■ What is required
From the listing below, copy only the lines running from the line that contains "filename crates/match-common/src/redis.rs" to the line that contains "let client = url.and_then(|u|", both included.

*** Block opens ***

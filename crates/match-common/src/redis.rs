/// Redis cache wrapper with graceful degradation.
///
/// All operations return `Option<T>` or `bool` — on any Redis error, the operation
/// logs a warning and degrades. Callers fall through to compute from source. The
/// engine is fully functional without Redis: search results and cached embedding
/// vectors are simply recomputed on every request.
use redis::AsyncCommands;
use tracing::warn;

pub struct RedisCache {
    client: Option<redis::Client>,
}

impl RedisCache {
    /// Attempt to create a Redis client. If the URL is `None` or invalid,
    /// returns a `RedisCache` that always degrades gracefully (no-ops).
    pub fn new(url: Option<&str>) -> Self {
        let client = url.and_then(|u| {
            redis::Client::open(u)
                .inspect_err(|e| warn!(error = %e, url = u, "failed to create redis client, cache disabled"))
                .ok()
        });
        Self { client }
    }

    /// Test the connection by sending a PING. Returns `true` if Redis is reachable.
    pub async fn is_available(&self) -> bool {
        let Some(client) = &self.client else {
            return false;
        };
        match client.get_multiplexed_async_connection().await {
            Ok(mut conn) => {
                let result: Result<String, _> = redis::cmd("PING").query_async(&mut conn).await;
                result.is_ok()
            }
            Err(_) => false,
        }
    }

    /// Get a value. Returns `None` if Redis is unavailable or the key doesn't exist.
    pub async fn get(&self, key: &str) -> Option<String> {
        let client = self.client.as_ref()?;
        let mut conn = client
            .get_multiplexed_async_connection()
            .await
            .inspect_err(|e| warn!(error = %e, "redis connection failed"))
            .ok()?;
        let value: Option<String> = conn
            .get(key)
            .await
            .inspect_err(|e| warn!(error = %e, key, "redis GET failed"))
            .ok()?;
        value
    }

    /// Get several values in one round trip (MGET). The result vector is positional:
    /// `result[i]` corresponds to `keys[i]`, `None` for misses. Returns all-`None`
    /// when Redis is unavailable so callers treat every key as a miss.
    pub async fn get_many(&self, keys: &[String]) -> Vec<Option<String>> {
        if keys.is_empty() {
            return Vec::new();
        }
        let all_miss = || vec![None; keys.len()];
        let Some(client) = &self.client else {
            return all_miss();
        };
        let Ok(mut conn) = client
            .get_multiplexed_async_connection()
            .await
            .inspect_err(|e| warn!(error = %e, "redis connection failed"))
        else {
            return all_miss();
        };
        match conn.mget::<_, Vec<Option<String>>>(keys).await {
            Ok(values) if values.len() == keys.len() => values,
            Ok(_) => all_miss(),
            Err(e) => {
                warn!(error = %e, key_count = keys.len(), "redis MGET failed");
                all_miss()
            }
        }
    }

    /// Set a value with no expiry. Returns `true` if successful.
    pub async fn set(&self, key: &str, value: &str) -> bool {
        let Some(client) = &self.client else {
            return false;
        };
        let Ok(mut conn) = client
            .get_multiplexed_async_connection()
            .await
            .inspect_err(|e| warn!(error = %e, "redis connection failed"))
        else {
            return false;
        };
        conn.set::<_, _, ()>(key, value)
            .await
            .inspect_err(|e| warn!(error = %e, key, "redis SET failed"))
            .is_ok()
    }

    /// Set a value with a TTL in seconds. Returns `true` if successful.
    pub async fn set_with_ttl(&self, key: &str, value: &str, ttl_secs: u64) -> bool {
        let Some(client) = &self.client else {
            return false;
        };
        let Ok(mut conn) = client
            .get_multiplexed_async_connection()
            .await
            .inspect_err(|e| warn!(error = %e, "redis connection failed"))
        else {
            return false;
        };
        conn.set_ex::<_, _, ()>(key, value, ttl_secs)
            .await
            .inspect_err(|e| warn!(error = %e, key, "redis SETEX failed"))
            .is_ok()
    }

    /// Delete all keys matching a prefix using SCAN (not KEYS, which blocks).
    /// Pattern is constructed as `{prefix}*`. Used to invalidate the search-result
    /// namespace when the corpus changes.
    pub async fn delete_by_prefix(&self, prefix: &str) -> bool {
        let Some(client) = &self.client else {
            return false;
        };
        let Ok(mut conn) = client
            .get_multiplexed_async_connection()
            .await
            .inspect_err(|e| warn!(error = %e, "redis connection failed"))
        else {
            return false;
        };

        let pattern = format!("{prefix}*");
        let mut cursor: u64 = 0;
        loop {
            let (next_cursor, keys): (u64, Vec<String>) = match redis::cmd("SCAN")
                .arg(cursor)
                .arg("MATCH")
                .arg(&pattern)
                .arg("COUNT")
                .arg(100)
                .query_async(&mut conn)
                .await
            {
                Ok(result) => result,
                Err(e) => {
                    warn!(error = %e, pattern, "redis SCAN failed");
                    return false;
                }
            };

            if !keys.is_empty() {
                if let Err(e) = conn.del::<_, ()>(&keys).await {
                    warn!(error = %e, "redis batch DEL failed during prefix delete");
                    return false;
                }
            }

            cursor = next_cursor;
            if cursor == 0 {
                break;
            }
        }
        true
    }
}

*** Block closes ***
*** Block opens ***

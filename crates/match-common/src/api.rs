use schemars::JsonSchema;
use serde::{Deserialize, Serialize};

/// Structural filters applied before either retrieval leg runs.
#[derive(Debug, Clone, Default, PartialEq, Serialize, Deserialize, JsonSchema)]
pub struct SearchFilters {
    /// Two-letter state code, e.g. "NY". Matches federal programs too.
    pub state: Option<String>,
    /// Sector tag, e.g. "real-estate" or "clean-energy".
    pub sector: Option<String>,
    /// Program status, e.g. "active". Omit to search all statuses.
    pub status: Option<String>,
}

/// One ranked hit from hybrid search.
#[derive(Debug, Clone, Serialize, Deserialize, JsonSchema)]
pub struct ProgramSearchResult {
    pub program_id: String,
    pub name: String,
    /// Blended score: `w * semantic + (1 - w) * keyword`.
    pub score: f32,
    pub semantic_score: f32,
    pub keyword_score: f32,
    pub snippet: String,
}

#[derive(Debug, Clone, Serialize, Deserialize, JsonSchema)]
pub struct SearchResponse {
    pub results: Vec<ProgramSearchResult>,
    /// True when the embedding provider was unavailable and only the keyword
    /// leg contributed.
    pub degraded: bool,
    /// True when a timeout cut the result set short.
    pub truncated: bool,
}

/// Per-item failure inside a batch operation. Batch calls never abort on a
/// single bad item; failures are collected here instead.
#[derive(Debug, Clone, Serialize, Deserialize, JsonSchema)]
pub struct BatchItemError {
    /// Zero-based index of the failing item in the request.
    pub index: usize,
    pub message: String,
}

*** Block closes ***

■ Solution to this exercise
filename crates/match-common/src/redis.rs
/// Redis cache wrapper with graceful degradation.
///
/// All operations return `Option<T>` or `bool` — on any Redis error, the operation
/// logs a warning and degrades. Callers fall through to compute from source. The
/// engine is fully functional without Redis: search results and cached embedding
/// vectors are simply recomputed on every request.
use redis::AsyncCommands;
use tracing::warn;

pub struct RedisCache {
    client: Option<redis::Client>,
}

impl RedisCache {
    /// Attempt to create a Redis client. If the URL is `None` or invalid,
    /// returns a `RedisCache` that always degrades gracefully (no-ops).
    pub fn new(url: Option<&str>) -> Self {
        let client = url.and_then(|u| {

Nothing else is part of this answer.